Currently I have BCBS of FL insurance. I need to find a Medicare replacement plan that would have imbruvica on their formulary. Can you or anyone in the Society help me my find out which plans have imbruvica in their formulary. Is there any way to find out?
Answer from Dr. Koffman: You need to check and compare Medicare Part D to see what is covered in their formulary and what isn’t but expect for ibrutinib with deductible and donut hole and your 5% share of catastrophic coverage to spend somewhere between $12,000 to $14,000 a year. Without insurance, that would be the monthly cost. Most formularies include ibrutinib.
It is possible that some all-inclusive MEDICARE advantage plans would do a much better job covering the drug cost and you would only pay the deductible, resulting in considerable savings. I am unfamiliar with all the advantage plans, so please get some other advice.
Much of this is searchable online and sometimes you need to get on the phone to the various plans or get a trusted broker to help navigate, or directly call Medicare- they can help too.
I spent hours deciding among plans with the help of a broker and the Medicare website that allows you to compare plans based on where you live and the meds you need. You have to do your homework.
- Are the prognosticators absolute? I have read in some articles where there’s a grey area and some tests are difficult to get a completely true reading. Everything seems to hinge on mutated/non mutated. Are there other markers that can balance out the nonmutated?
Answer from Dr. Koffman: Prognostic markers predict for groups, not individuals. There are many outliers. Specifically, as to IgVH, some researchers believe IgVH prognostic significance should be gradated and there is not an absolute cut off. Moreover, IgVH mutation is not important in predicting outcome with novel therapies such as ibrutinib, but it is important for predicting response to chemo. Finally, the most important marker is how you have done. The past can help predict the future.
- Does CLL cause dental problems? I have been in watch and wait for over seven years but have had lots of dental problems. Should I get cleanings and checkups more than two times a year?

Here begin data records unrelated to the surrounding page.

use std::{
    borrow::Cow,
    fmt::{self, Display},
    sync::OnceLock,
};

use tracing::trace;

use crate::{
    color::ColorModel,
    data_type::{DataType, TAG_FLOAT, TAG_UINT},
    error::{Error, Result},
    snappy,
};

pub const HEADER_SIZE: usize = 24;
pub const SIGNATURE: [u8; 4] = *b"RAWP";
/// Fixed value following the signature.
pub const MAGIC: u32 = 0x1BF2_380A;
/// The first 8 bytes of every RawP file.
pub const DETECTION_SIGNATURE: [u8; 8] = {
    let m = MAGIC.to_le_bytes();
    [SIGNATURE[0], SIGNATURE[1], SIGNATURE[2], SIGNATURE[3], m[0], m[1], m[2], m[3]]
};

/// The fixed 24-byte RawP header. All multi-byte fields are little-endian.
#[derive(Debug, Clone, Copy, PartialEq, Eq)]
pub struct Header {
    pub width: u16,
    pub height: u16,
    /// 1 = gray, 3 = RGB, 4 = RGBA.
    pub channels: u8,
    pub data_type: DataType,
    pub use_snappy: bool,
    /// Length of the stored (possibly compressed) payload.
    pub data_size: u32,
    /// CRC32-IEEE of the stored payload.
    pub data_checksum: u32,
}

impl Header {
    /// Builds a header for an image about to be encoded. `data_size` and
    /// `data_checksum` are left zero until the payload is known.
    pub fn new(
        width: u32,
        height: u32,
        channels: usize,
        data_type: DataType,
        use_snappy: bool,
    ) -> Result<Self> {
        let (Ok(w @ 1..), Ok(h @ 1..)) = (u16::try_from(width), u16::try_from(height)) else {
            return Err(Error::InvalidDimension { width, height });
        };
        if !matches!(channels, 1 | 3 | 4) {
            return Err(Error::InvalidChannels { channels });
        }
        Ok(Self {
            width: w,
            height: h,
            channels: channels as u8,
            data_type,
            use_snappy,
            data_size: 0,
            data_checksum: 0,
        })
    }

    pub fn depth(&self) -> u8 {
        self.data_type.depth()
    }

    pub fn color_model(&self) -> ColorModel {
        ColorModel::new(self.channels as usize, self.data_type)
    }

    /// `width * height * channels * depth / 8`, the size of the pixel data
    /// once decompressed.
    pub fn expected_payload_len(&self) -> usize {
        usize::from(self.width)
            * usize::from(self.height)
            * usize::from(self.channels)
            * self.data_type.byte_size()
    }

    pub fn to_bytes(&self) -> [u8; HEADER_SIZE] {
        let mut bytes = [0u8; HEADER_SIZE];
        bytes[0..4].copy_from_slice(&SIGNATURE);
        bytes[4..8].copy_from_slice(&MAGIC.to_le_bytes());
        bytes[8..10].copy_from_slice(&self.width.to_le_bytes());
        bytes[10..12].copy_from_slice(&self.height.to_le_bytes());
        bytes[12] = self.channels;
        bytes[13] = self.depth();
        bytes[14] = self.data_type.tag();
        bytes[15] = self.use_snappy as u8;
        bytes[16..20].copy_from_slice(&self.data_size.to_le_bytes());
        bytes[20..24].copy_from_slice(&self.data_checksum.to_le_bytes());
        bytes
    }

    /// Parses and validates the header fields. The payload is not looked at.
    pub fn from_bytes(bytes: &[u8]) -> Result<Self> {
        let Some(bytes) = bytes.first_chunk::<HEADER_SIZE>() else {
            return Err(Error::TruncatedHeader { len: bytes.len() });
        };
        let u16_at = |i: usize| u16::from_le_bytes([bytes[i], bytes[i + 1]]);
        let u32_at = |i: usize| u32::from_le_bytes([bytes[i], bytes[i + 1], bytes[i + 2], bytes[i + 3]]);

        let signature = [bytes[0], bytes[1], bytes[2], bytes[3]];
        if signature != SIGNATURE {
            return Err(Error::BadSignature { found: signature });
        }
        let magic = u32_at(4);
        if magic != MAGIC {
            return Err(Error::BadMagic { found: magic });
        }

        let invalid = |field: &'static str, value: u32| Error::InvalidField { field, value };
        let width = u16_at(8);
        if width == 0 {
            return Err(invalid("width", 0));
        }
        let height = u16_at(10);
        if height == 0 {
            return Err(invalid("height", 0));
        }
        let channels = bytes[12];
        if !matches!(channels, 1 | 3 | 4) {
            return Err(Error::InvalidChannels {
                channels: channels.into(),
            });
        }
        let depth = bytes[13];
        if !matches!(depth, 8 | 16 | 32 | 64) {
            return Err(invalid("depth", depth.into()));
        }
        let tag = bytes[14];
        if tag != TAG_UINT && tag != TAG_FLOAT {
            return Err(invalid("data_type", tag.into()));
        }
        // Only 8/16-bit floats remain, which do not exist.
        let data_type = DataType::from_parts(depth, tag).map_err(|_| invalid("data_type", tag.into()))?;
        let use_snappy = match bytes[15] {
            0 => false,
            1 => true,
            other => return Err(invalid("use_snappy", other.into())),
        };
        let data_size = u32_at(16);
        if data_size == 0 {
            return Err(invalid("data_size", 0));
        }

        Ok(Self {
            width,
            height,
            channels,
            data_type,
            use_snappy,
            data_size,
            data_checksum: u32_at(20),
        })
    }
}

impl Display for Header {
    fn fmt(&self, f: &mut fmt::Formatter) -> fmt::Result {
        writeln!(f, "rawp::Header {{")?;
        writeln!(f, "    width:         {}", self.width)?;
        writeln!(f, "    height:        {}", self.height)?;
        writeln!(f, "    channels:      {}", self.channels)?;
        writeln!(f, "    depth:         {}", self.depth())?;
        writeln!(f, "    data_type:     {}", self.data_type)?;
        writeln!(f, "    use_snappy:    {}", self.use_snappy)?;
        writeln!(f, "    data_size:     {}", self.data_size)?;
        writeln!(f, "    data_checksum: 0x{:08x}", self.data_checksum)?;
        write!(f, "}}")
    }
}

/// A validated header together with the uncompressed pixel data.
#[derive(Debug, Clone)]
pub struct Parsed<'a> {
    pub header: Header,
    pub data: Cow<'a, [u8]>,
}

/// Parses a complete RawP file.
///
/// The checksum is verified on the stored bytes before anything else reads
/// them; compressed payloads are then decompressed and the result must be
/// exactly `width * height * channels * depth / 8` bytes long.
pub fn parse_header(bytes: &[u8]) -> Result<Parsed<'_>> {
    let header = Header::from_bytes(bytes)?;
    let payload = &bytes[HEADER_SIZE..];
    // A payload cut short is damage to the file, not a bad field.
    let Some(stored) = payload.get(..header.data_size as usize) else {
        return Err(Error::SizeMismatch {
            expected: header.data_size as usize,
            actual: payload.len(),
        });
    };
    if payload.len() > stored.len() {
        trace!(trailing = payload.len() - stored.len(), "ignoring bytes after payload");
    }

    let checksum = crc32(stored);
    if checksum != header.data_checksum {
        return Err(Error::ChecksumMismatch {
            expected: header.data_checksum,
            actual: checksum,
        });
    }

    let data = if header.use_snappy {
        Cow::Owned(snappy::decode(Vec::new(), stored)?)
    } else {
        Cow::Borrowed(stored)
    };
    let expected = header.expected_payload_len();
    if data.len() != expected {
        return Err(Error::SizeMismatch {
            expected,
            actual: data.len(),
        });
    }
    Ok(Parsed { header, data })
}

/// CRC32-IEEE (reflected, polynomial 0xEDB88320).
pub fn crc32(data: &[u8]) -> u32 {
    static TABLE: OnceLock<[u32; 256]> = OnceLock::new();
    let table = TABLE.get_or_init(|| {
        let mut table = [0u32; 256];
        for (n, entry) in table.iter_mut().enumerate() {
            let mut c = n as u32;
            for _ in 0..8 {
                c = if c & 1 != 0 { 0xEDB8_8320 ^ (c >> 1) } else { c >> 1 };
            }
            *entry = c;
        }
        table
    });
    !data.iter().fold(!0u32, |c, &b| table[((c ^ u32::from(b)) & 0xFF) as usize] ^ (c >> 8))
}

#[cfg(test)]
mod tests {
    use super::*;

    fn gray_2x2() -> Vec<u8> {
        let payload = [10u8, 20, 30, 40];
        let mut header = Header::new(2, 2, 1, DataType::Uint8, false).unwrap();
        header.data_size = 4;
        header.data_checksum = crc32(&payload);
        let mut bytes = header.to_bytes().to_vec();
        bytes.extend_from_slice(&payload);
        bytes
    }

    #[test]
    fn crc32_matches_ieee_check_values() {
        assert_eq!(crc32(&[10, 20, 30, 40]), 0xB422_A3F1);
        assert_eq!(crc32(b"123456789"), 0xCBF4_3926);
        assert_eq!(crc32(&[]), 0);
    }

    #[test]
    fn layout() {
        let bytes = gray_2x2();
        assert_eq!(bytes.len(), 28);
        assert_eq!(&bytes[0..4], b"RAWP");
        assert_eq!(&bytes[4..8], &[0x0A, 0x38, 0xF2, 0x1B]);
        assert_eq!(bytes[..8], DETECTION_SIGNATURE);
        assert_eq!(&bytes[8..16], &[2, 0, 2, 0, 1, 8, 1, 0]);
        assert_eq!(&bytes[16..20], &4u32.to_le_bytes());
    }

    #[test]
    fn parses_valid_file() {
        let bytes = gray_2x2();
        let parsed = parse_header(&bytes).unwrap();
        assert_eq!(parsed.header.width, 2);
        assert_eq!(parsed.header.height, 2);
        assert_eq!(parsed.header.color_model(), ColorModel::new(1, DataType::Uint8));
        assert!(matches!(parsed.data, Cow::Borrowed(&[10, 20, 30, 40])));
    }

    #[test]
    fn make_header_validates() {
        assert!(matches!(
            Header::new(0, 1, 1, DataType::Uint8, false),
            Err(Error::InvalidDimension { width: 0, height: 1 })
        ));
        assert!(matches!(
            Header::new(65536, 1, 1, DataType::Uint8, false),
            Err(Error::InvalidDimension { .. })
        ));
        assert!(Header::new(65535, 65535, 4, DataType::Float64, true).is_ok());
        assert!(matches!(
            Header::new(1, 1, 2, DataType::Uint8, false),
            Err(Error::InvalidChannels { channels: 2 })
        ));
    }

    #[test]
    fn rejects_bad_headers() {
        let good = gray_2x2();
        assert!(matches!(parse_header(&good[..23]), Err(Error::TruncatedHeader { len: 23 })));

        let patched = |at: usize, value: u8| {
            let mut bytes = good.clone();
            bytes[at] = value;
            parse_header(&bytes).map(|p| p.header)
        };
        assert!(matches!(patched(3, b'Q'), Err(Error::BadSignature { found }) if &found == b"RAWQ"));
        assert!(matches!(patched(4, 0), Err(Error::BadMagic { .. })));
        assert!(matches!(patched(12, 2), Err(Error::InvalidChannels { channels: 2 })));
        assert!(matches!(patched(13, 24), Err(Error::InvalidField { field: "depth", value: 24 })));
        assert!(matches!(patched(14, 3), Err(Error::InvalidField { field: "data_type", .. })));
        assert!(matches!(patched(14, 2), Err(Error::InvalidField { field: "data_type", .. })));
        assert!(matches!(patched(15, 2), Err(Error::InvalidField { field: "use_snappy", .. })));
        assert!(matches!(patched(16, 9), Err(Error::SizeMismatch { expected: 9, actual: 4 })));
        assert!(matches!(patched(16, 0), Err(Error::InvalidField { field: "data_size", value: 0 })));
        assert!(matches!(patched(8, 0), Err(Error::InvalidField { field: "width", .. })));
    }

    #[test]
    fn rejects_corrupt_payload() {
        let good = gray_2x2();
        for at in HEADER_SIZE..good.len() {
            let mut bytes = good.clone();
            bytes[at] ^= 0x01;
            assert!(matches!(parse_header(&bytes), Err(Error::ChecksumMismatch { .. })));
        }
    }

    #[test]
    fn rejects_short_payload() {
        let payload = [1u8, 2, 3];
        let mut header = Header::new(2, 2, 1, DataType::Uint8, false).unwrap();
        header.data_size = 3;
        header.data_checksum = crc32(&payload);
        let mut bytes = header.to_bytes().to_vec();
        bytes.extend_from_slice(&payload);
        assert!(matches!(
            parse_header(&bytes),
            Err(Error::SizeMismatch { expected: 4, actual: 3 })
        ));
    }

    #[test]
    fn decompresses_snappy_payload() {
        let raw = [5u8; 64];
        let stored = snappy::encode(Vec::new(), &raw);
        let mut header = Header::new(4, 4, 4, DataType::Uint8, true).unwrap();
        header.data_size = stored.len() as u32;
        header.data_checksum = crc32(&stored);
        let mut bytes = header.to_bytes().to_vec();
        bytes.extend_from_slice(&stored);
        let parsed = parse_header(&bytes).unwrap();
        assert_eq!(&*parsed.data, &raw);
        assert!(matches!(parsed.data, Cow::Owned(_)));
    }
}
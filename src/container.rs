//! The in-memory RawP image: a rectangle over a shared, typed pixel buffer.

use std::{
    cell::{Ref, RefCell},
    ops::Range,
    rc::Rc,
};

use derive_more::Display;
use image::{DynamicImage, ImageBuffer, Luma, Rgba};

use crate::{
    color::{Color, ColorModel, Pixel},
    data_type::DataType,
    data_view::DataView,
    error::{Error, Result},
};

#[derive(Debug, Display, Clone, Copy, PartialEq, Eq, Hash, Default)]
#[display("({x}, {y})")]
pub struct Point {
    pub x: u32,
    pub y: u32,
}

/// Half-open rectangle `[min, max)`.
#[derive(Debug, Display, Clone, Copy, PartialEq, Eq, Hash, Default)]
#[display("{min}-{max}")]
pub struct Rectangle {
    pub min: Point,
    pub max: Point,
}

impl Rectangle {
    /// Corners may be given in any order.
    pub fn new(x0: u32, y0: u32, x1: u32, y1: u32) -> Self {
        Self {
            min: Point {
                x: x0.min(x1),
                y: y0.min(y1),
            },
            max: Point {
                x: x0.max(x1),
                y: y0.max(y1),
            },
        }
    }

    pub fn from_size(width: u32, height: u32) -> Self {
        Self::new(0, 0, width, height)
    }

    pub fn width(&self) -> u32 {
        self.max.x.saturating_sub(self.min.x)
    }

    pub fn height(&self) -> u32 {
        self.max.y.saturating_sub(self.min.y)
    }

    pub fn is_empty(&self) -> bool {
        self.min.x >= self.max.x || self.min.y >= self.max.y
    }

    pub fn contains(&self, x: u32, y: u32) -> bool {
        (self.min.x..self.max.x).contains(&x) && (self.min.y..self.max.y).contains(&y)
    }

    /// The overlap of both rectangles, or the zero rectangle if there is none.
    pub fn intersect(&self, other: &Self) -> Self {
        let r = Self {
            min: Point {
                x: self.min.x.max(other.min.x),
                y: self.min.y.max(other.min.y),
            },
            max: Point {
                x: self.max.x.min(other.max.x),
                y: self.max.y.min(other.max.y),
            },
        };
        if r.is_empty() { Self::default() } else { r }
    }
}

/// A RawP image.
///
/// Pixel `(x, y)` lives at `base + (y - min.y) * stride + (x - min.x) * pixel_size`
/// in a byte buffer that may be shared with other images: cloning an `Image`
/// or taking a [`sub_view`](Image::sub_view) never copies pixels, and writes
/// through one are visible through all of them.
#[derive(Debug, Clone)]
pub struct Image {
    rect: Rectangle,
    model: ColorModel,
    stride: usize,
    base: usize,
    pix: Rc<RefCell<Vec<u8>>>,
}

impl Image {
    /// A zeroed image.
    pub fn new(rect: Rectangle, channels: usize, data_type: DataType) -> Result<Self> {
        let model = checked_model(channels, data_type)?;
        let stride = rect.width() as usize * model.pixel_size();
        let len = stride * rect.height() as usize;
        Ok(Self::from_parts(rect, model, stride, 0, vec![0; len]))
    }

    /// Wraps tightly packed rows of native-endian channel values.
    pub fn from_raw(rect: Rectangle, channels: usize, data_type: DataType, pix: Vec<u8>) -> Result<Self> {
        Self::from_raw_at(rect, checked_model(channels, data_type)?, pix, 0)
    }

    /// Like `from_raw`, but the pixels start `base` bytes into `pix`.
    pub(crate) fn from_raw_at(rect: Rectangle, model: ColorModel, pix: Vec<u8>, base: usize) -> Result<Self> {
        let stride = rect.width() as usize * model.pixel_size();
        let expected = stride * rect.height() as usize;
        let actual = pix.len().saturating_sub(base);
        if actual != expected {
            return Err(Error::SizeMismatch { expected, actual });
        }
        Ok(Self::from_parts(rect, model, stride, base, pix))
    }

    fn from_parts(rect: Rectangle, model: ColorModel, stride: usize, base: usize, pix: Vec<u8>) -> Self {
        Self {
            rect,
            model,
            stride,
            base,
            pix: Rc::new(RefCell::new(pix)),
        }
    }

    /// An image with no pixels, keeping `model` for reference.
    pub fn empty(model: ColorModel) -> Self {
        Self::from_parts(Rectangle::default(), model, 0, 0, Vec::new())
    }

    pub fn bounds(&self) -> Rectangle {
        self.rect
    }

    pub fn is_empty(&self) -> bool {
        self.rect.is_empty()
    }

    pub fn channels(&self) -> usize {
        self.model.channels
    }

    pub fn data_type(&self) -> DataType {
        self.model.data_type
    }

    pub fn color_model(&self) -> ColorModel {
        self.model
    }

    pub fn stride(&self) -> usize {
        self.stride
    }

    pub fn pixel_size(&self) -> usize {
        self.model.pixel_size()
    }

    /// Whether both images are views of the same buffer.
    pub fn shares_buffer_with(&self, other: &Image) -> bool {
        Rc::ptr_eq(&self.pix, &other.pix)
    }

    /// Byte offset of pixel `(x, y)`, or `None` outside the bounds.
    pub fn pix_offset(&self, x: u32, y: u32) -> Option<usize> {
        self.rect.contains(x, y).then(|| {
            self.base
                + (y - self.rect.min.y) as usize * self.stride
                + (x - self.rect.min.x) as usize * self.pixel_size()
        })
    }

    /// A copy of pixel `(x, y)`; an empty pixel outside the bounds.
    pub fn at(&self, x: u32, y: u32) -> Pixel {
        let Some(offset) = self.pix_offset(x, y) else {
            return Pixel::empty(self.channels(), self.data_type());
        };
        let pix = self.pix.borrow();
        let bytes = pix[offset..offset + self.pixel_size()].to_vec();
        Pixel::from_bytes(self.channels(), self.data_type(), bytes)
            .unwrap_or_else(|_| Pixel::empty(self.channels(), self.data_type()))
    }

    pub fn color_at(&self, x: u32, y: u32) -> Rgba<u16> {
        self.at(x, y).to_rgba16()
    }

    /// Converts `color` into this image's layout and stores it at `(x, y)`.
    /// Does nothing outside the bounds.
    pub fn set<C: Color + ?Sized>(&self, x: u32, y: u32, color: &C) {
        let Some(offset) = self.pix_offset(x, y) else {
            return;
        };
        let pixel = self.model.convert(color);
        self.pix.borrow_mut()[offset..offset + self.pixel_size()].copy_from_slice(pixel.as_bytes());
    }

    /// The raw bytes of pixel `(x, y)`, borrowed from the shared buffer.
    pub fn pixel_at(&self, x: u32, y: u32) -> Option<Ref<'_, [u8]>> {
        let offset = self.pix_offset(x, y)?;
        let size = self.pixel_size();
        Some(Ref::map(self.pix.borrow(), |pix| &pix[offset..offset + size]))
    }

    /// Overwrites pixel `(x, y)` with `bytes` as they are. Does nothing
    /// outside the bounds.
    pub fn set_pixel(&self, x: u32, y: u32, bytes: &[u8]) -> Result<()> {
        let size = self.pixel_size();
        if bytes.len() != size {
            return Err(Error::SizeMismatch {
                expected: size,
                actual: bytes.len(),
            });
        }
        if let Some(offset) = self.pix_offset(x, y) {
            self.pix.borrow_mut()[offset..offset + size].copy_from_slice(bytes);
        }
        Ok(())
    }

    /// Buffer range from this image's first pixel to the end of its last row.
    fn span(&self) -> Range<usize> {
        if self.is_empty() {
            return self.base..self.base;
        }
        let row_len = self.rect.width() as usize * self.pixel_size();
        self.base..self.base + (self.rect.height() as usize - 1) * self.stride + row_len
    }

    /// Index of channel `channel` of pixel `(x, y)` in the views handed out by
    /// `with_view` and `with_view_mut`.
    pub fn element_index(&self, x: u32, y: u32, channel: usize) -> Option<usize> {
        if channel >= self.channels() {
            return None;
        }
        let offset = self.pix_offset(x, y)?;
        Some((offset - self.base) / self.data_type().byte_size() + channel)
    }

    /// Calls `f` with a typed view over this image's bytes, in place. Rows
    /// are `stride` bytes apart; in a sub-view the gaps hold the parent's
    /// pixels. The buffer stays borrowed while `f` runs, so `f` must not
    /// write to any image sharing it.
    pub fn with_view<R>(&self, f: impl FnOnce(&DataView<&[u8]>) -> R) -> R {
        let pix = self.pix.borrow();
        f(&DataView::new(&pix[self.span()]))
    }

    /// Mutable counterpart of `with_view`. `f` must not touch any image
    /// sharing the buffer.
    pub fn with_view_mut<R>(&self, f: impl FnOnce(&mut DataView<&mut [u8]>) -> R) -> R {
        let span = self.span();
        let mut pix = self.pix.borrow_mut();
        f(&mut DataView::new(&mut pix[span]))
    }

    /// The part of this image inside `rect`, sharing its pixels.
    pub fn sub_view(&self, rect: Rectangle) -> Image {
        let rect = rect.intersect(&self.rect);
        let Some(base) = self.pix_offset(rect.min.x, rect.min.y) else {
            return Image::empty(self.model);
        };
        Image {
            rect,
            model: self.model,
            stride: self.stride,
            base,
            pix: Rc::clone(&self.pix),
        }
    }

    /// Calls `f` with each row's bytes, top to bottom.
    pub fn for_each_row(&self, mut f: impl FnMut(&[u8])) {
        let row_len = self.rect.width() as usize * self.pixel_size();
        let pix = self.pix.borrow();
        for row in 0..self.rect.height() as usize {
            let start = self.base + row * self.stride;
            f(&pix[start..start + row_len]);
        }
    }

    /// Tightly packed copy of the pixels, without any stride padding or
    /// offset into the shared buffer.
    pub fn to_packed_bytes(&self) -> Vec<u8> {
        let mut bytes = Vec::with_capacity(self.rect.width() as usize * self.rect.height() as usize * self.pixel_size());
        self.for_each_row(|row| bytes.extend_from_slice(row));
        bytes
    }

    /// The host image library's representation for gray/RGBA at 8 or 16 bits;
    /// any other layout is returned as is. 16-bit samples are copied out, the
    /// shared buffer is never touched.
    pub fn to_native_form(&self) -> NativeForm {
        let (width, height) = (self.rect.width(), self.rect.height());
        let native = match (self.channels(), self.data_type()) {
            (1, DataType::Uint8) => ImageBuffer::from_raw(width, height, self.to_packed_bytes()).map(DynamicImage::ImageLuma8),
            (1, DataType::Uint16) => ImageBuffer::<Luma<u16>, _>::from_raw(width, height, self.to_packed_u16())
                .map(DynamicImage::ImageLuma16),
            (4, DataType::Uint8) => ImageBuffer::from_raw(width, height, self.to_packed_bytes()).map(DynamicImage::ImageRgba8),
            (4, DataType::Uint16) => ImageBuffer::<Rgba<u16>, _>::from_raw(width, height, self.to_packed_u16())
                .map(DynamicImage::ImageRgba16),
            _ => None,
        };
        match native {
            Some(native) => NativeForm::Dynamic(native),
            None => NativeForm::Raw(self.clone()),
        }
    }

    fn to_packed_u16(&self) -> Vec<u16> {
        self.to_packed_bytes()
            .chunks_exact(2)
            .map(|b| u16::from_ne_bytes([b[0], b[1]]))
            .collect()
    }

    /// Converts into a `DynamicImage`, losslessly where the host library has a
    /// matching layout and through `Rgba<u16>` otherwise.
    pub fn to_dynamic(&self) -> DynamicImage {
        let (width, height) = (self.rect.width(), self.rect.height());
        let direct = match (self.channels(), self.data_type()) {
            (3, DataType::Uint8) => ImageBuffer::from_raw(width, height, self.to_packed_bytes()).map(DynamicImage::ImageRgb8),
            (3, DataType::Uint16) => ImageBuffer::from_raw(width, height, self.to_packed_u16()).map(DynamicImage::ImageRgb16),
            _ => match self.to_native_form() {
                NativeForm::Dynamic(native) => Some(native),
                NativeForm::Raw(_) => None,
            },
        };
        direct.unwrap_or_else(|| {
            let min = self.rect.min;
            DynamicImage::ImageRgba16(ImageBuffer::from_fn(width, height, |x, y| {
                self.color_at(min.x + x, min.y + y)
            }))
        })
    }
}

fn checked_model(channels: usize, data_type: DataType) -> Result<ColorModel> {
    if !(1..=4).contains(&channels) {
        return Err(Error::InvalidChannels { channels });
    }
    Ok(ColorModel::new(channels, data_type))
}

/// What decoding produces: the host library's own image for the common
/// layouts, the RawP container for everything else.
#[derive(Debug, Clone)]
pub enum NativeForm {
    Dynamic(DynamicImage),
    Raw(Image),
}

impl NativeForm {
    pub fn into_dynamic(self) -> DynamicImage {
        match self {
            Self::Dynamic(image) => image,
            Self::Raw(image) => image.to_dynamic(),
        }
    }
}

Answer from Dr. Furman: CLL is associated with an increased risk of dental carries likely due to a decreased level of immunoglobulins in saliva of patients with CLL. How often to see your dentist should be determined by what they observe inspecting your teeth.
Richard Furman, MD is Director of the CLL Research Center at Weill Cornell Medical College and a member of the Lymphoma/Myeloma Service in the Division of Hematology/Oncology. He is a member of the Medical Advisory Board for the CLL Society.